* **WHAT IS REQUIRED**
Retrieve every line of the data holding the word "OmdbError".

Stored data entries
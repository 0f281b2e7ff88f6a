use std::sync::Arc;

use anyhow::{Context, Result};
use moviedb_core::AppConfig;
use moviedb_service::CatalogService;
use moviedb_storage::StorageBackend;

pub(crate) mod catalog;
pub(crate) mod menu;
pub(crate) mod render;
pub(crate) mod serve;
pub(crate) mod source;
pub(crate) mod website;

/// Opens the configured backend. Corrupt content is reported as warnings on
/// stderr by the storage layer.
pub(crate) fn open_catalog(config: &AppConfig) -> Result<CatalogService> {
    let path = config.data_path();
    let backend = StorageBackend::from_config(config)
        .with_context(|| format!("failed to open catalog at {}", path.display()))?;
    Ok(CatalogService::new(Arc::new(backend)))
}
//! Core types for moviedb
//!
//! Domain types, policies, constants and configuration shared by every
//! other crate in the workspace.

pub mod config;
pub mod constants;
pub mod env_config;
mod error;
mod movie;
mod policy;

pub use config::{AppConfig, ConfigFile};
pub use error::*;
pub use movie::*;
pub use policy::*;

--

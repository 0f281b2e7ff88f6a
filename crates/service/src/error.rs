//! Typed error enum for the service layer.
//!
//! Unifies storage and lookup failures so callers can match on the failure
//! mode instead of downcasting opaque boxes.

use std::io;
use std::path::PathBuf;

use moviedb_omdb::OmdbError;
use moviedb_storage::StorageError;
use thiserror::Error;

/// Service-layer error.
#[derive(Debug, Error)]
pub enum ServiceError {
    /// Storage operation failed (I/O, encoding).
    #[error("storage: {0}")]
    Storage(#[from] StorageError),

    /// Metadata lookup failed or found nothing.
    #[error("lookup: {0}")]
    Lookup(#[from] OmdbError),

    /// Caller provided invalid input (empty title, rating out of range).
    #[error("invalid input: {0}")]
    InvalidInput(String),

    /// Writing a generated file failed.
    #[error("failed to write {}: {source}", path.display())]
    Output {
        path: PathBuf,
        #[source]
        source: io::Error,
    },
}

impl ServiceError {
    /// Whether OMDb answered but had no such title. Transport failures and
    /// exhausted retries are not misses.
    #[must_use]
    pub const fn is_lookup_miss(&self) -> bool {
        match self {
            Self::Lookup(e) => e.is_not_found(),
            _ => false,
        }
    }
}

---

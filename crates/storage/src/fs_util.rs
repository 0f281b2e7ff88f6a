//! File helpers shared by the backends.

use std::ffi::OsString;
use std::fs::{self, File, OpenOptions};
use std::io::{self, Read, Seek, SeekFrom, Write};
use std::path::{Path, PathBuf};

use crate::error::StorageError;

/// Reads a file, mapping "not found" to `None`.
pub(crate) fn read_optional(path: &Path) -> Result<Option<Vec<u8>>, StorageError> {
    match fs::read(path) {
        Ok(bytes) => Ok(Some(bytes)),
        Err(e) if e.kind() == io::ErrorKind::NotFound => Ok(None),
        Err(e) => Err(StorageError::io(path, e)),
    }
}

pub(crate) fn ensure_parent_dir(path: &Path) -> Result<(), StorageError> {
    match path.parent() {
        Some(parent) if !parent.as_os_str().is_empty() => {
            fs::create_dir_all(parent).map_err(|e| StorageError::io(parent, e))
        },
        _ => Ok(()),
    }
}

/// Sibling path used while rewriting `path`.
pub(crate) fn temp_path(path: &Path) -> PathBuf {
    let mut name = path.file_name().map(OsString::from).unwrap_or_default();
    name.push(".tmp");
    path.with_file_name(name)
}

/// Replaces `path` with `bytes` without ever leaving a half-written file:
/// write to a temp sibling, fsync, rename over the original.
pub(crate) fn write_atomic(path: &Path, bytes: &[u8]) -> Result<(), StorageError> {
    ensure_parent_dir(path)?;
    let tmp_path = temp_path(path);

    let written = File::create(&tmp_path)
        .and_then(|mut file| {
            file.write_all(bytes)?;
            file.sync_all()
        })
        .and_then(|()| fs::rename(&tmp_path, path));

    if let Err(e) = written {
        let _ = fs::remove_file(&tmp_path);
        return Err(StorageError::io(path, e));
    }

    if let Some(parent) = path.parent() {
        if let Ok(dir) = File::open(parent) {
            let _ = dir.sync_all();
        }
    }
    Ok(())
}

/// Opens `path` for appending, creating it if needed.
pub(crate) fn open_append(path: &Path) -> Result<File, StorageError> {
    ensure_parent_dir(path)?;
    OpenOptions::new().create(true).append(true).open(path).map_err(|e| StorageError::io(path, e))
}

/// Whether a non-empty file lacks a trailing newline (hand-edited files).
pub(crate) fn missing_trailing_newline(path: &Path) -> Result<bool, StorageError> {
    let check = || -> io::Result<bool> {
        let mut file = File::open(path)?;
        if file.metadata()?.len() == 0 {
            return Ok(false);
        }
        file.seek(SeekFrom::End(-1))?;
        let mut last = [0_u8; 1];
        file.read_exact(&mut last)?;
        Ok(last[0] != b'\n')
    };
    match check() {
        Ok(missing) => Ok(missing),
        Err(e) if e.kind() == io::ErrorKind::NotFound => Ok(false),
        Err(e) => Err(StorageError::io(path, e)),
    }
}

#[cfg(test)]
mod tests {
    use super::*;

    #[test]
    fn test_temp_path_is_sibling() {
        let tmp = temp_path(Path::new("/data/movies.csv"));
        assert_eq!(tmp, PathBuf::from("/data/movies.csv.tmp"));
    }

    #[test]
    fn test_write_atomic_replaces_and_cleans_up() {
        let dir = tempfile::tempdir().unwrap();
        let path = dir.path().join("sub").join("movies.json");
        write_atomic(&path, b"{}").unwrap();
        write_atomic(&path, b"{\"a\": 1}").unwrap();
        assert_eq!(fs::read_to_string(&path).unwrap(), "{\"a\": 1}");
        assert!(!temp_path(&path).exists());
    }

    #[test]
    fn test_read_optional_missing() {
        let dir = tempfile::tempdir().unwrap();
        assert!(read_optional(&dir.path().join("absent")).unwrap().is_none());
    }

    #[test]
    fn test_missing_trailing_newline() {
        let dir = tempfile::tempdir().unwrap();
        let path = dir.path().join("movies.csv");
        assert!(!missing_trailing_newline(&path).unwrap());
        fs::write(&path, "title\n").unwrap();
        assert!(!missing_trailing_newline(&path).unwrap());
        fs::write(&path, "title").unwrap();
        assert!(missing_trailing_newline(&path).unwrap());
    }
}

* **OUTPUT BELOW**
use moviedb_omdb::OmdbError;
    Lookup(#[from] OmdbError),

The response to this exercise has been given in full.